0

y1 is a numpy.ndarray with length 106 (representing heights measured in meters)

x1 is a numpy.ndarray with length 106 (representing ages of the boys corresponding to the heights)

I'm trying to predict heights given ages with linear regression using gradient descent, and then to plot it as a 3D surface plot.

When I try to do .fit(), it tells me

ValueError: Found arrays with inconsistent numbers of samples: [ 1 106]

import numpy as np
from sklearn import linear_model

x1 = np.fromfile('ex2x.dat', float)
y1 = np.fromfile('ex2y.dat', float)

clf = linear_model.SGDRegressor(alpha=.007)

clf.fit(x1, y1)


y_predicted = clf.predict(3.5)
Nate
  • 466
  • 5
  • 23

1 Answers1

2

The expected array shapes are:

  • (n_samples, 1) for x1, meaning a 2D array with one column (since you have one feature)
  • (n_samples,) for y1, meaning a 1D array.

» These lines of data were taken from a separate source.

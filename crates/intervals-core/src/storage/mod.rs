mod config;
pub mod database;
pub mod history;
pub mod memory;
pub mod snapshot;

pub use config::{Config, DriverConfig, TimerDefaults};
pub use database::Database;
pub use history::{HistoryArchive, TimerSummary, WorkoutHistoryEntry, HISTORY_KEY};
pub use memory::MemoryStore;
pub use snapshot::{restore, save_snapshot, Autosaver, WorkoutSnapshot, SNAPSHOT_KEY};

use std::path::PathBuf;

use crate::error::StorageError;

/// Durable string key-value storage.
///
/// The workout snapshot and the history archive are the only keys the core
/// writes. Implementations must be shareable across the driver tasks.
pub trait KeyValueStore: Send + Sync {
    fn get(&self, key: &str) -> Result<Option<String>, StorageError>;
    fn set(&self, key: &str, value: &str) -> Result<(), StorageError>;
}

/// Returns the data directory, creating it when missing.
///
/// `INTERVALS_DATA_DIR` wins when set. Otherwise `~/.config/intervals[-dev]/`
/// is used, with `INTERVALS_ENV=dev` selecting the development directory.
///
/// # Errors
/// Returns an error if creating the directory fails.
pub fn data_dir() -> Result<PathBuf, StorageError> {
    let dir = match std::env::var_os("INTERVALS_DATA_DIR") {
        Some(dir) => PathBuf::from(dir),
        None => {
            let base_dir = dirs::home_dir()
                .unwrap_or_else(|| PathBuf::from("."))
                .join(".config");
            let env = std::env::var("INTERVALS_ENV").unwrap_or_else(|_| "production".to_string());
            if env == "dev" {
                base_dir.join("intervals-dev")
            } else {
                base_dir.join("intervals")
            }
        }
    };

    std::fs::create_dir_all(&dir)
        .map_err(|e| StorageError::DataDir(format!("{}: {e}", dir.display())))?;
    Ok(dir)
}
//! User input for creating or editing a timer.
//!
//! A draft is validated against its sibling timers before it becomes a
//! [`TimerDefinition`]. Rejected drafts never reach the workout store.

use serde::{Deserialize, Serialize};

use super::definition::{new_timer_id, TimerDefinition, TimerKind, TimerState};
use crate::error::ValidationError;
use crate::storage::TimerDefaults;

#[derive(Debug, Clone, PartialEq, Eq, Serialize, Deserialize)]
pub struct TimerDraft {
    pub kind: TimerKind,
    /// Blank names are replaced with `Timer N`.
    pub name: String,
    pub duration: u64,
    pub round_time: u64,
    pub work_time: u64,
    pub rest_time: u64,
    pub rounds: u32,
}

impl TimerDraft {
    /// A draft pre-filled with the configured defaults for `kind`.
    pub fn new(kind: TimerKind, defaults: &TimerDefaults) -> Self {
        let rounds = match kind {
            TimerKind::Xy => defaults.xy_rounds,
            TimerKind::Tabata => defaults.tabata_rounds,
            TimerKind::Stopwatch | TimerKind::Countdown => 1,
        };
        Self {
            kind,
            name: String::new(),
            duration: defaults.countdown_secs,
            round_time: defaults.xy_round_secs,
            work_time: defaults.tabata_work_secs,
            rest_time: defaults.tabata_rest_secs,
            rounds,
        }
    }

    /// A draft holding the current values of an existing timer.
    pub fn from_timer(timer: &TimerDefinition) -> Self {
        Self {
            kind: timer.kind,
            name: timer.name.clone(),
            duration: timer.duration,
            round_time: timer.round_time_secs(),
            work_time: timer.work_time_secs(),
            rest_time: timer.rest_time_secs(),
            rounds: timer.rounds_or_one(),
        }
    }

    /// Check the numeric fields that matter for this kind.
    pub fn validate(&self) -> Result<(), ValidationError> {
        match self.kind {
            TimerKind::Stopwatch | TimerKind::Countdown if self.duration == 0 => {
                Err(ValidationError::NonPositiveDuration)
            }
            TimerKind::Xy if self.round_time == 0 || self.rounds == 0 => {
                Err(ValidationError::InvalidXy)
            }
            TimerKind::Tabata if self.work_time == 0 || self.rest_time == 0 || self.rounds == 0 => {
                Err(ValidationError::InvalidTabata)
            }
            _ => Ok(()),
        }
    }

    /// Validate and turn the draft into a timer.
    ///
    /// `editing` is the index of the sibling being replaced; its id and
    /// creation time carry over and its own name does not count as a
    /// duplicate.
    ///
    /// # Errors
    /// Returns a [`ValidationError`] for non-positive values, a duplicate
    /// name, or an `editing` index outside `siblings`.
    pub fn build(
        self,
        siblings: &[TimerDefinition],
        editing: Option<usize>,
    ) -> Result<TimerDefinition, ValidationError> {
        self.validate()?;

        let original = match editing {
            Some(index) => Some(siblings.get(index).ok_or(ValidationError::OutOfBounds {
                collection: "timers".into(),
                index,
                len: siblings.len(),
            })?),
            None => None,
        };

        let trimmed = self.name.trim();
        let name = if trimmed.is_empty() {
            format!("Timer {}", siblings.len() + 1)
        } else {
            trimmed.to_string()
        };

        let duplicate = siblings
            .iter()
            .enumerate()
            .any(|(i, t)| t.name == name && Some(i) != editing);
        if duplicate {
            return Err(ValidationError::DuplicateName(name));
        }

        let (id, added_at) = match original {
            Some(t) => (t.id.clone(), t.added_at),
            None => (new_timer_id(), chrono::Utc::now().timestamp_millis()),
        };

        let mut timer = TimerDefinition {
            id,
            kind: self.kind,
            name,
            duration: 0,
            round_time: None,
            work_time: None,
            rest_time: None,
            rounds: None,
            state: TimerState::NotRunning,
            added_at,
        };
        match self.kind {
            TimerKind::Stopwatch | TimerKind::Countdown => timer.duration = self.duration,
            TimerKind::Xy => {
                timer.round_time = Some(self.round_time);
                timer.rounds = Some(self.rounds);
            }
            TimerKind::Tabata => {
                timer.work_time = Some(self.work_time);
                timer.rest_time = Some(self.rest_time);
                timer.rounds = Some(self.rounds);
            }
        }
        Ok(timer)
    }
}

#[cfg(test)]
mod tests {
    use super::*;

    fn defaults() -> TimerDefaults {
        TimerDefaults::default()
    }

    #[test]
    fn new_draft_uses_kind_defaults() {
        assert_eq!(TimerDraft::new(TimerKind::Xy, &defaults()).rounds, 3);
        assert_eq!(TimerDraft::new(TimerKind::Tabata, &defaults()).rounds, 8);
        assert_eq!(TimerDraft::new(TimerKind::Countdown, &defaults()).rounds, 1);
    }

    #[test]
    fn zero_duration_is_rejected() {
        let mut draft = TimerDraft::new(TimerKind::Countdown, &defaults());
        draft.duration = 0;
        assert_eq!(draft.build(&[], None), Err(ValidationError::NonPositiveDuration));
    }

    #[test]
    fn tabata_requires_rest() {
        let mut draft = TimerDraft::new(TimerKind::Tabata, &defaults());
        draft.rest_time = 0;
        assert_eq!(draft.validate(), Err(ValidationError::InvalidTabata));
    }

    #[test]
    fn xy_requires_rounds() {
        let mut draft = TimerDraft::new(TimerKind::Xy, &defaults());
        draft.rounds = 0;
        assert_eq!(draft.validate(), Err(ValidationError::InvalidXy));
    }

    #[test]
    fn blank_name_gets_positional_default() {
        let existing = vec![TimerDefinition::countdown("Warmup", 30)];
        let mut draft = TimerDraft::new(TimerKind::Stopwatch, &defaults());
        draft.name = "   ".into();
        let timer = draft.build(&existing, None).unwrap();
        assert_eq!(timer.name, "Timer 2");
    }

    #[test]
    fn duplicate_name_is_rejected_but_editing_self_is_not() {
        let existing = vec![
            TimerDefinition::countdown("Warmup", 30),
            TimerDefinition::countdown("Sprint", 20),
        ];
        let mut draft = TimerDraft::from_timer(&existing[1]);
        draft.name = "Warmup".into();
        assert_eq!(
            draft.clone().build(&existing, None),
            Err(ValidationError::DuplicateName("Warmup".into()))
        );
        assert!(draft.clone().build(&existing, Some(1)).is_err());
        assert!(draft.build(&existing, Some(0)).is_ok());
    }

    #[test]
    fn editing_preserves_identity() {
        let existing = vec![TimerDefinition::countdown("Warmup", 30)];
        let mut draft = TimerDraft::from_timer(&existing[0]);
        draft.duration = 45;
        let edited = draft.build(&existing, Some(0)).unwrap();
        assert_eq!(edited.id, existing[0].id);
        assert_eq!(edited.added_at, existing[0].added_at);
        assert_eq!(edited.duration, 45);
    }

    #[test]
    fn only_relevant_fields_are_kept() {
        let timer = TimerDraft::new(TimerKind::Tabata, &defaults()).build(&[], None).unwrap();
        assert_eq!(timer.work_time, Some(20));
        assert_eq!(timer.rest_time, Some(10));
        assert_eq!(timer.rounds, Some(8));
        assert_eq!(timer.round_time, None);
        assert_eq!(timer.duration, 0);
    }

    #[test]
    fn editing_unknown_index_is_out_of_bounds() {
        let draft = TimerDraft::new(TimerKind::Countdown, &defaults());
        assert!(matches!(
            draft.build(&[], Some(3)),
            Err(ValidationError::OutOfBounds { index: 3, .. })
        ));
    }
}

If your first array is 1D, you should reshape it:

x1 = np.fromfile('ex2x.dat', float).reshape(-1, 1)

Here is a small self-contained example:

import numpy as np
from sklearn import linear_model

x1 = np.array(range(10)).reshape(-1, 1)
y1 = np.array([k**.5 for k in range(10)])

clf = linear_model.SGDRegressor(alpha=.0007)
clf.fit(x1, y1)

y_predicted = clf.predict(3.5)